New Nash UNC doctor helps patients find hope
Originally Published in the Rocky Mount Telegram
Nash UNC Health Care’s Coastal Plain Hospital has been serving patients in the Twin Counties since 1994 by offering mental health treatment. Nash UNC has hired a new medical director for Coastal Plain Hospital, Dr. Mark Cheltenham, who has a mission of helping patients find hope.
“We offer compassion, medical assistance and cutting edge treatments — all wrapped up in a message of hope for our patients. We encourage patients to find the hope in their situation and understand things can get better,” Cheltenham said. “Finding hope is the first — and most important — step.”
Cheltenham explained that helping patients find hope is rooted in doctors and staff making connections with patients by offering individualized care to address their mental health needs.
Cheltenham grew up in Michigan and attended medical school in Pennsylvania and Washington, D.C. During his four-year residency, he realized he was drawn to the field of psychiatry. He said he liked building more established and long term relationships with his patients.
“I was really interested in the connections between a patient’s emotional health and their physical health,” Cheltenham said, “I liked getting to know my patients better and healing their emotional health problems.”
Cheltenham’s coworkers at Coastal Plain Hospital are some of his biggest fans and can attest to the impact he makes on patients and staff. April Wright, a lead nurse at Coastal Plain said her team has been impressed with how Cheltenham listens to his patients and is a true advocate for patients.
“He has a great bedside manner and is very approachable,” Wright added. “My team has described him as personable, a team player, a valuable leader and a patient’s advocate.”
Wright’s team also said Cheltenham is always willing to go the extra mile, he makes staff members feel special and he knows every Coastal Plain staff member by name.
Luci Battle, a mental health technician at Coastal Plain Hospital agrees and said Cheltenham has been a breath of fresh air for the hospital.
“Dr. Cheltenham is dedicated to providing his patients, his staff and other providers with respect and dignity and a smidge of humor. He is full of compassion and treats the whole patient, not just their symptoms,” Battle said. “He truly is passionate about his work.”
That breath of fresh air is needed for much of the community as well, as Cheltenham explained the Twin Counties and most of the surrounding counties have some of highest rates of poverty in the state, and that correlates with a higher number of mental health diagnoses.
“When you are traumatically influenced by poverty and maybe violence, you will see more cases of depression and substance abuse,” Cheltenham said. “Then overall health will decline. So it’s a cycle and improving the mental health of our community is important. That’s what I’m interested in — I want to build on that and see mental health services expanded into our community.”

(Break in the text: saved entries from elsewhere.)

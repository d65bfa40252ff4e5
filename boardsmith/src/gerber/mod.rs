//! Gerber Output
//!
//! Converts a built element list into per-layer Gerber (RS-274X) command
//! lists and renders them as text:
//! - `F_Cu` / `B_Cu`: pads, plated holes, vias and traces
//! - `F_SilkScreen`: silkscreen lines
//! - `Edge_Cuts`: the board outline

pub mod apertures;
pub mod builder;
pub mod commands;
pub mod convert;

use serde::{Deserialize, Serialize};
use std::fmt;

use crate::elements::LayerRef;

pub use apertures::define_apertures_for_layer;
pub use builder::GerberBuilder;
pub use commands::{ApertureTemplateConfig, GerberCommand, GerberUnit, Polarity};
pub use convert::{convert_elements_to_gerber_commands, stringify_gerber_command_layers};

#[derive(Debug, Clone, Copy, PartialEq, Eq, PartialOrd, Ord, Hash, Serialize, Deserialize)]
pub enum GerberLayerName {
    #[serde(rename = "F_Cu")]
    FCu,
    #[serde(rename = "B_Cu")]
    BCu,
    #[serde(rename = "F_SilkScreen")]
    FSilkScreen,
    #[serde(rename = "Edge_Cuts")]
    EdgeCuts,
}

impl GerberLayerName {
    pub const ALL: [GerberLayerName; 4] = [
        GerberLayerName::FCu,
        GerberLayerName::BCu,
        GerberLayerName::FSilkScreen,
        GerberLayerName::EdgeCuts,
    ];

    pub fn as_str(&self) -> &'static str {
        match self {
            GerberLayerName::FCu => "F_Cu",
            GerberLayerName::BCu => "B_Cu",
            GerberLayerName::FSilkScreen => "F_SilkScreen",
            GerberLayerName::EdgeCuts => "Edge_Cuts",
        }
    }

    /// Copper side the layer images, if it is a copper layer
    pub fn copper_layer(&self) -> Option<LayerRef> {
        match self {
            GerberLayerName::FCu => Some(LayerRef::Top),
            GerberLayerName::BCu => Some(LayerRef::Bottom),
            _ => None,
        }
    }

    /// Value of the `.FileFunction` file attribute
    pub fn file_function(&self) -> Vec<String> {
        let parts: &[&str] = match self {
            GerberLayerName::FCu => &["Copper", "L1", "Top"],
            GerberLayerName::BCu => &["Copper", "L2", "Bot"],
            GerberLayerName::FSilkScreen => &["Legend", "Top"],
            GerberLayerName::EdgeCuts => &["Profile", "NP"],
        };
        parts.iter().map(|s| s.to_string()).collect()
    }

    pub fn file_name(&self) -> String {
        format!("{}.gbr", self.as_str())
    }
}

impl fmt::Display for GerberLayerName {
    fn fmt(&self, f: &mut fmt::Formatter<'_>) -> fmt::Result {
        f.write_str(self.as_str())
    }
}
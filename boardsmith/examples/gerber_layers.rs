//! Gerber example: build a design file and write one .gbr file per layer.

use boardsmith::gerber::{convert_elements_to_gerber_commands, stringify_gerber_command_layers};
use boardsmith::prelude::*;
use std::path::{Path, PathBuf};

#[tokio::main]
async fn main() -> Result<(), BuildError> {
    let design = std::env::args()
        .nth(1)
        .unwrap_or_else(|| "tests/fixtures/voltage_divider.json".to_string());
    let out_dir = PathBuf::from(std::env::args().nth(2).unwrap_or_else(|| "gerber".to_string()));

    if !Path::new(&design).exists() {
        eprintln!("File not found: {}", design);
        eprintln!("Usage: cargo run --example gerber_layers [design.json] [out_dir]");
        std::process::exit(1);
    }

    let output = boardsmith::build_design(Path::new(&design)).await?;
    let layers = stringify_gerber_command_layers(&convert_elements_to_gerber_commands(
        &output.elements,
    ));

    std::fs::create_dir_all(&out_dir)?;
    for (layer, text) in &layers {
        let path = out_dir.join(layer.file_name());
        std::fs::write(&path, text)?;
        println!("Wrote {} ({} lines)", path.display(), text.lines().count());
    }

    Ok(())
}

For those reasons, Cheltenham and his team are working hard to ensure Coastal Plain Hospital is a beacon of hope for those seeking treatment and an invaluable resource for the community.
“I see Coastal Plain Hospital and Nash UNC Health Care becoming a resource for mental health care for our entire community,” Cheltenham said. “Addressing the mental health needs of our community, in addition to our patients in this facility, is the key to improving the general health of our community.”
April Lynch, nurse manager at Coastal Plain, said she’s excited to see how Cheltenham is committed to patient care and the overall wellbeing of the community, all while having a goal to expand the services offered by Coastal Plain Hospital.
“I’m so glad to see Dr. Cheltenham wants to grow our patient population. Hopefully, we will be increasing our ability to take care of more patients,” Lynch said. “There are so many behavioral health patients in our area needing treatment that sometimes have to seek treatment outside our area. By growing our census, we will be able to keep our patients closer to their community and provide more services to those in need.”
Improving the mental and emotional health of the community is part of improving overall health rates in the Twin Counties, Cheltenham said.
“The goal of Nash UNC is to improve the health of people in our community — whether that happens on our campus, or with outreach and outpatient care. However it happens, we want to be a part of it,” he said. “I am eager to be a part of that.”